■ **Required action**
Would you please report how many lines of the listing contain "before"? Reply with that number only.

■ **Given information**

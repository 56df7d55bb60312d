//! Resolve command implementation.
//!
//! `tether resolve` parses the manifest and ensures every declaration is
//! materialized. Parse errors abort before any resolution (exit 2); fetch
//! failures are collected into the report (exit 1); a fully-satisfied run
//! exits 0.

use std::collections::HashSet;
use std::sync::atomic::AtomicBool;
use std::sync::Arc;
use std::time::Duration;

use crate::cli::args::{ReportFormat, ResolveArgs};
use crate::cli::commands::dispatcher::{Command, CommandResult, ProjectContext};
use crate::error::{Result, TetherError};
use crate::fetch::BackendSet;
use crate::manifest::parse_file;
use crate::resolver::{ResolutionStatus, ResolveOptions, ResolveProgress, Resolver, RunReport};
use crate::state;
use crate::ui::{SpinnerHandle, UserInterface};

/// The resolve command implementation.
pub struct ResolveCommand {
    context: ProjectContext,
    args: ResolveArgs,
}

impl ResolveCommand {
    /// Create a new resolve command.
    pub fn new(context: &ProjectContext, args: ResolveArgs) -> Self {
        Self {
            context: context.clone(),
            args,
        }
    }

    fn build_options(&self) -> ResolveOptions {
        ResolveOptions {
            timeout: Duration::from_secs(
                self.args.timeout.unwrap_or(self.context.config.timeout_secs),
            ),
            jobs: self.args.jobs.or(self.context.config.jobs).unwrap_or(1),
        }
    }
}

impl Command for ResolveCommand {
    fn execute(&self, ui: &mut dyn UserInterface) -> Result<CommandResult> {
        // Parse errors are fail-fast: nothing is resolved against a
        // manifest that cannot be trusted.
        let manifest = match parse_file(&self.context.manifest_path) {
            Ok(manifest) => manifest,
            Err(e @ TetherError::ManifestNotFound { .. })
            | Err(e @ TetherError::MalformedManifest { .. }) => {
                ui.error(&e.to_string());
                return Ok(CommandResult::failure(2));
            }
            Err(e) => return Err(e),
        };

        let manifest = if self.args.only.is_empty() {
            manifest
        } else {
            if let Some(unknown) = self
                .args
                .only
                .iter()
                .find(|n| manifest.get(n.as_str()).is_none())
            {
                ui.error(&format!("Unknown declaration: {}", unknown));
                return Ok(CommandResult::failure(1));
            }
            let keep: HashSet<String> = self.args.only.iter().cloned().collect();
            manifest.restricted_to(&keep)
        };

        if manifest.is_empty() {
            ui.message("No dependencies declared.");
            return Ok(CommandResult::success());
        }

        let noun = if manifest.len() == 1 {
            "dependency"
        } else {
            "dependencies"
        };
        ui.show_header(&format!(
            "Resolving {} {} from {}",
            manifest.len(),
            noun,
            self.context.manifest_path.display()
        ));

        let workspace = self.context.workspace();
        let backends =
            BackendSet::standard(self.context.config.clone_cache_dir(&self.context.repo_root));
        let resolver = Resolver::new(workspace.clone(), backends, self.build_options());
        install_cancel_handler(resolver.cancel_flag());

        let mut spinner: Option<Box<dyn SpinnerHandle>> = None;
        let report = resolver.resolve_with_progress(&manifest, &mut |event| match event {
            ResolveProgress::Starting { name, index, total } => {
                spinner = Some(ui.start_spinner(&format!(
                    "[{}/{}] fetching {}...",
                    index + 1,
                    total,
                    name
                )));
            }
            ResolveProgress::Finished { outcome } => {
                let line = match outcome.status {
                    ResolutionStatus::Resolved => {
                        format!("{} -> {}", outcome.name, outcome.target)
                    }
                    ResolutionStatus::AlreadyPresent => {
                        format!("{} already present", outcome.name)
                    }
                    ResolutionStatus::Failed => {
                        format!("{} failed: {}", outcome.name, outcome.detail)
                    }
                };
                match spinner.take() {
                    Some(mut s) => {
                        if outcome.status.is_ok() {
                            s.finish_success(&line);
                        } else {
                            s.finish_error(&line);
                        }
                    }
                    // blocked declarations finish without ever starting
                    None => {
                        if outcome.status.is_ok() {
                            ui.success(&line);
                        } else {
                            ui.error(&line);
                        }
                    }
                }
            }
        });

        if let Err(e) = state::save_last_run(&workspace, &report) {
            tracing::warn!(error = %e, "could not persist run report");
        }

        if self.args.format == ReportFormat::Json {
            println!("{}", serde_json::to_string_pretty(&report).map_err(anyhow::Error::from)?);
        }

        report_summary(ui, &report);
        if report.success() {
            Ok(CommandResult::success())
        } else {
            Ok(CommandResult::failure(report.exit_code()))
        }
    }
}

fn report_summary(ui: &mut dyn UserInterface, report: &RunReport) {
    let resolved = report.count(ResolutionStatus::Resolved);
    let present = report.count(ResolutionStatus::AlreadyPresent);

    if report.success() {
        ui.success(&format!(
            "Resolution complete ({} fetched, {} already present)",
            resolved, present
        ));
    } else {
        let failed: Vec<&str> = report
            .with_status(ResolutionStatus::Failed)
            .into_iter()
            .map(|o| o.name.as_str())
            .collect();
        ui.error(&format!("Resolution failed for: {}", failed.join(", ")));
    }
}

/// Flip the resolver's cancel flag on SIGINT so in-flight work lands in a
/// consistent state before the process winds down.
#[cfg(unix)]
fn install_cancel_handler(flag: Arc<AtomicBool>) {
    use std::sync::OnceLock;

    static CANCEL: OnceLock<Arc<AtomicBool>> = OnceLock::new();

    extern "C" fn on_sigint(_sig: libc::c_int) {
        if let Some(flag) = CANCEL.get() {
            flag.store(true, std::sync::atomic::Ordering::SeqCst);
        }
    }

    if CANCEL.set(flag).is_ok() {
        let handler = on_sigint as extern "C" fn(libc::c_int);
        unsafe {
            libc::signal(libc::SIGINT, handler as libc::sighandler_t);
        }
    }
}

#[cfg(not(unix))]
fn install_cancel_handler(_flag: Arc<AtomicBool>) {}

■ **Answer below**
2